=== Extracted data ===
//! # Terrain Generator Module
//!
//! Selects how chunk volumes get filled. The noise method is the real
//! terrain; the others exist for testing and for visual debugging, the same
//! set of strategies the engine has always shipped with.

use serde::{Deserialize, Serialize};

use super::chunk::VoxelChunk;
use super::noise_field::NoiseField;

/// The strategy used to fill a freshly created chunk volume.
#[derive(Debug, Clone, PartialEq, Serialize, Deserialize)]
#[serde(rename_all = "snake_case")]
pub enum GenerationMethod {
    /// Height-weighted gradient noise. The normal terrain.
    Noise,
    /// Every cell is air.
    Empty,
    /// Every cell is stone.
    Solid,
    /// Solid below `height`, air above.
    Flat { height: i32 },
    /// Random solid blocks; `sparseness` is the probability a cell is air.
    Scatter { sparseness: f64 },
}

/// Tunable parameters for the noise method. These are policy, not
/// structure: any values produce a consistent, seamlessly tiling world.
#[derive(Debug, Clone, PartialEq, Serialize, Deserialize)]
#[serde(default)]
pub struct TerrainParams {
    /// Number of noise octaves to sum.
    pub octaves: u32,
    /// Scale applied to world block coordinates before sampling.
    pub scale: f64,
    /// Solidity cutoff for the height-weighted sample.
    pub threshold: f64,
}

impl Default for TerrainParams {
    fn default() -> Self {
        Self {
            octaves: 1,
            scale: 0.02,
            threshold: 1.0,
        }
    }
}

/// A seeded terrain function shared by every node in a chunk graph.
///
/// Deterministic: the same generator fills the same grid cell identically
/// no matter which thread runs the fill or in what order cells are visited.
pub struct TerrainGenerator {
    field: NoiseField,
    method: GenerationMethod,
    params: TerrainParams,
}

impl TerrainGenerator {
    pub fn new(seed: u32, method: GenerationMethod, params: TerrainParams) -> Self {
        Self {
            field: NoiseField::new(seed),
            method,
            params,
        }
    }

    /// The generation method this generator applies.
    pub fn method(&self) -> &GenerationMethod {
        &self.method
    }

    /// Fills `chunk` for the grid cell `(grid_x, grid_z)`.
    pub fn fill(&self, chunk: &mut VoxelChunk, grid_x: i64, grid_z: i64) {
        match &self.method {
            GenerationMethod::Noise => chunk.fill_noise(&self.field, &self.params, grid_x, grid_z),
            GenerationMethod::Empty => chunk.fill_empty(),
            GenerationMethod::Solid => chunk.fill_solid(),
            GenerationMethod::Flat { height } => chunk.fill_flat(*height),
            GenerationMethod::Scatter { sparseness } => chunk.fill_scatter(*sparseness),
        }
    }
}

#[cfg(test)]
mod tests {
    use super::*;
    use crate::terrain::BlockType;

    #[test]
    fn flat_method_fills_to_height() {
        let generator = TerrainGenerator::new(
            0,
            GenerationMethod::Flat { height: 3 },
            TerrainParams::default(),
        );
        let mut chunk = VoxelChunk::new(8);
        generator.fill(&mut chunk, 0, 0);

        assert_eq!(chunk.block(0, 2, 0), BlockType::Stone);
        assert_eq!(chunk.block(0, 3, 0), BlockType::Air);
    }

    #[test]
    fn noise_method_is_independent_of_fill_order() {
        let generator =
            TerrainGenerator::new(9, GenerationMethod::Noise, TerrainParams::default());

        let mut forward = VoxelChunk::new(8);
        generator.fill(&mut forward, -1, 4);

        let mut other_first = VoxelChunk::new(8);
        generator.fill(&mut other_first, 7, 7);
        let mut again = VoxelChunk::new(8);
        generator.fill(&mut again, -1, 4);

        for x in -4..4 {
            for y in 0..8 {
                for z in -4..4 {
                    assert_eq!(forward.block(x, y, z), again.block(x, y, z));
                }
            }
        }
    }

    #[test]
    fn generation_method_deserializes_from_config_json() {
        let method: GenerationMethod = serde_json::from_str(r#"{"flat": {"height": 8}}"#).unwrap();
        assert_eq!(method, GenerationMethod::Flat { height: 8 });

        let method: GenerationMethod = serde_json::from_str(r#""noise""#).unwrap();
        assert_eq!(method, GenerationMethod::Noise);
    }
}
===
▶ Problem
Copy out each line of the listing that holds the word "TerrainParams".

▶ The answer
pub struct TerrainParams {
impl Default for TerrainParams {
    params: TerrainParams,
    pub fn new(seed: u32, method: GenerationMethod, params: TerrainParams) -> Self {
            TerrainParams::default(),
            TerrainGenerator::new(9, GenerationMethod::Noise, TerrainParams::default());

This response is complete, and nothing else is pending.